§ **Material provided**:
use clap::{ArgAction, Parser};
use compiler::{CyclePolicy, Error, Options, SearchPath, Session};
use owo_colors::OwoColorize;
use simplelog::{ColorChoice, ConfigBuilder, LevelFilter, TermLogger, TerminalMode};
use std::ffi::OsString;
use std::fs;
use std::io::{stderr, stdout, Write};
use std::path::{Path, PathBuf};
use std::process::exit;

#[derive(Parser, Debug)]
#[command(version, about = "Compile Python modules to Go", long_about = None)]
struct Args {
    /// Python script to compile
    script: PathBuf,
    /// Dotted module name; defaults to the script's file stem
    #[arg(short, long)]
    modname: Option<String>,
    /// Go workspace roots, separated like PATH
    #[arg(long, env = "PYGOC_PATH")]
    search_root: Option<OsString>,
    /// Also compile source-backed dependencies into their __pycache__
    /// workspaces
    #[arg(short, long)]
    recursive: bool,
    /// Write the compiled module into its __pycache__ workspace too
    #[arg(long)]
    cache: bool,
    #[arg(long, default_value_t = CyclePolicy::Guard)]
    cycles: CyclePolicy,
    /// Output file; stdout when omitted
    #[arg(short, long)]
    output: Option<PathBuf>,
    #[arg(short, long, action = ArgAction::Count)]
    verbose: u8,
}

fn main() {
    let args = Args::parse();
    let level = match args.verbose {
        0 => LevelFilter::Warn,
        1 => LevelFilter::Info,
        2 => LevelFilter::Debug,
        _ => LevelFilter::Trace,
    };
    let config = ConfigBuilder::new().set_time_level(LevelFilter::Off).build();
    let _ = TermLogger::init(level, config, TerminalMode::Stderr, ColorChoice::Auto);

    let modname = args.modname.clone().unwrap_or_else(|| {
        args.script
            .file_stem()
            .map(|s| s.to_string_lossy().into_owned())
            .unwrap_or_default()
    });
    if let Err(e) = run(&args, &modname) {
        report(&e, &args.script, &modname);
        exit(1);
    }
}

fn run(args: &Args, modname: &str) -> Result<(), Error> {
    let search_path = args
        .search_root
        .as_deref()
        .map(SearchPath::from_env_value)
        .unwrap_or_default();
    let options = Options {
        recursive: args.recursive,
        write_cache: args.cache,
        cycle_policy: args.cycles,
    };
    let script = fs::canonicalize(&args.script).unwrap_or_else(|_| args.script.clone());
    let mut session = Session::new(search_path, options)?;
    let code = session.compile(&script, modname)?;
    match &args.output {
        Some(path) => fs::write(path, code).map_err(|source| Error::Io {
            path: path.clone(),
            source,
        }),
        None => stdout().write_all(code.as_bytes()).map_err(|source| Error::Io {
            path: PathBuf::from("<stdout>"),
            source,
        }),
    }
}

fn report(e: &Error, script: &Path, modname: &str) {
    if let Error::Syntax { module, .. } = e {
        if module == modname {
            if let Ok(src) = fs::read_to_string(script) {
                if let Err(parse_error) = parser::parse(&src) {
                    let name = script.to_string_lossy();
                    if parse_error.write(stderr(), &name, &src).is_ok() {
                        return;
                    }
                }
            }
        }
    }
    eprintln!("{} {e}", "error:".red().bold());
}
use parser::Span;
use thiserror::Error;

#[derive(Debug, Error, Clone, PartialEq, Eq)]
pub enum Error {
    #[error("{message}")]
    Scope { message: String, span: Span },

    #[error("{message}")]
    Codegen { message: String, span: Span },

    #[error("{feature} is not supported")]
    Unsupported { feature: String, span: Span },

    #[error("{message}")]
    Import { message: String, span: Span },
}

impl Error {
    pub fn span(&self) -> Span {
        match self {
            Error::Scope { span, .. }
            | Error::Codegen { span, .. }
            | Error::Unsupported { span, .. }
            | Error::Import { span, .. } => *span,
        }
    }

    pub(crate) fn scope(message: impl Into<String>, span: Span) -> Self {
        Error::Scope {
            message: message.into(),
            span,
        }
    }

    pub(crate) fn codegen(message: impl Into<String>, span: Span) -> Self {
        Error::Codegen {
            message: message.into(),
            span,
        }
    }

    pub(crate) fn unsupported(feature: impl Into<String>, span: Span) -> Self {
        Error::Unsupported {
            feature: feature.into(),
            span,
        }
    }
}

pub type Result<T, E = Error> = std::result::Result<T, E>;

§ **Exercise instructions**:
Each record above should be given again exactly as it appears.

§ **Reply to the task**:
use clap::{ArgAction, Parser};
use compiler::{CyclePolicy, Error, Options, SearchPath, Session};
use owo_colors::OwoColorize;
use simplelog::{ColorChoice, ConfigBuilder, LevelFilter, TermLogger, TerminalMode};
use std::ffi::OsString;
use std::fs;
use std::io::{stderr, stdout, Write};
use std::path::{Path, PathBuf};
use std::process::exit;

#[derive(Parser, Debug)]
#[command(version, about = "Compile Python modules to Go", long_about = None)]
struct Args {
    /// Python script to compile
    script: PathBuf,
    /// Dotted module name; defaults to the script's file stem
    #[arg(short, long)]
    modname: Option<String>,
    /// Go workspace roots, separated like PATH
    #[arg(long, env = "PYGOC_PATH")]
    search_root: Option<OsString>,
    /// Also compile source-backed dependencies into their __pycache__
    /// workspaces
    #[arg(short, long)]
    recursive: bool,
    /// Write the compiled module into its __pycache__ workspace too
    #[arg(long)]
    cache: bool,
    #[arg(long, default_value_t = CyclePolicy::Guard)]
    cycles: CyclePolicy,
    /// Output file; stdout when omitted
    #[arg(short, long)]
    output: Option<PathBuf>,
    #[arg(short, long, action = ArgAction::Count)]
    verbose: u8,
}

fn main() {
    let args = Args::parse();
    let level = match args.verbose {
        0 => LevelFilter::Warn,
        1 => LevelFilter::Info,
        2 => LevelFilter::Debug,
        _ => LevelFilter::Trace,
    };
    let config = ConfigBuilder::new().set_time_level(LevelFilter::Off).build();
    let _ = TermLogger::init(level, config, TerminalMode::Stderr, ColorChoice::Auto);

    let modname = args.modname.clone().unwrap_or_else(|| {
        args.script
            .file_stem()
            .map(|s| s.to_string_lossy().into_owned())
            .unwrap_or_default()
    });
    if let Err(e) = run(&args, &modname) {
        report(&e, &args.script, &modname);
        exit(1);
    }
}

fn run(args: &Args, modname: &str) -> Result<(), Error> {
    let search_path = args
        .search_root
        .as_deref()
        .map(SearchPath::from_env_value)
        .unwrap_or_default();
    let options = Options {
        recursive: args.recursive,
        write_cache: args.cache,
        cycle_policy: args.cycles,
    };
    let script = fs::canonicalize(&args.script).unwrap_or_else(|_| args.script.clone());
    let mut session = Session::new(search_path, options)?;
    let code = session.compile(&script, modname)?;
    match &args.output {
        Some(path) => fs::write(path, code).map_err(|source| Error::Io {
            path: path.clone(),
            source,
        }),
        None => stdout().write_all(code.as_bytes()).map_err(|source| Error::Io {
            path: PathBuf::from("<stdout>"),
            source,
        }),
    }
}

fn report(e: &Error, script: &Path, modname: &str) {
    if let Error::Syntax { module, .. } = e {
        if module == modname {
            if let Ok(src) = fs::read_to_string(script) {
                if let Err(parse_error) = parser::parse(&src) {
                    let name = script.to_string_lossy();
                    if parse_error.write(stderr(), &name, &src).is_ok() {
                        return;
                    }
                }
            }
        }
    }
    eprintln!("{} {e}", "error:".red().bold());
}
use parser::Span;
use thiserror::Error;

#[derive(Debug, Error, Clone, PartialEq, Eq)]
pub enum Error {
    #[error("{message}")]
    Scope { message: String, span: Span },

    #[error("{message}")]
    Codegen { message: String, span: Span },

    #[error("{feature} is not supported")]
    Unsupported { feature: String, span: Span },

    #[error("{message}")]
    Import { message: String, span: Span },
}

impl Error {
    pub fn span(&self) -> Span {
        match self {
            Error::Scope { span, .. }
            | Error::Codegen { span, .. }
            | Error::Unsupported { span, .. }
            | Error::Import { span, .. } => *span,
        }
    }

    pub(crate) fn scope(message: impl Into<String>, span: Span) -> Self {
        Error::Scope {
            message: message.into(),
            span,
        }
    }

    pub(crate) fn codegen(message: impl Into<String>, span: Span) -> Self {
        Error::Codegen {
            message: message.into(),
            span,
        }
    }

    pub(crate) fn unsupported(feature: impl Into<String>, span: Span) -> Self {
        Error::Unsupported {
            feature: feature.into(),
            span,
        }
    }
}

pub type Result<T, E = Error> = std::result::Result<T, E>;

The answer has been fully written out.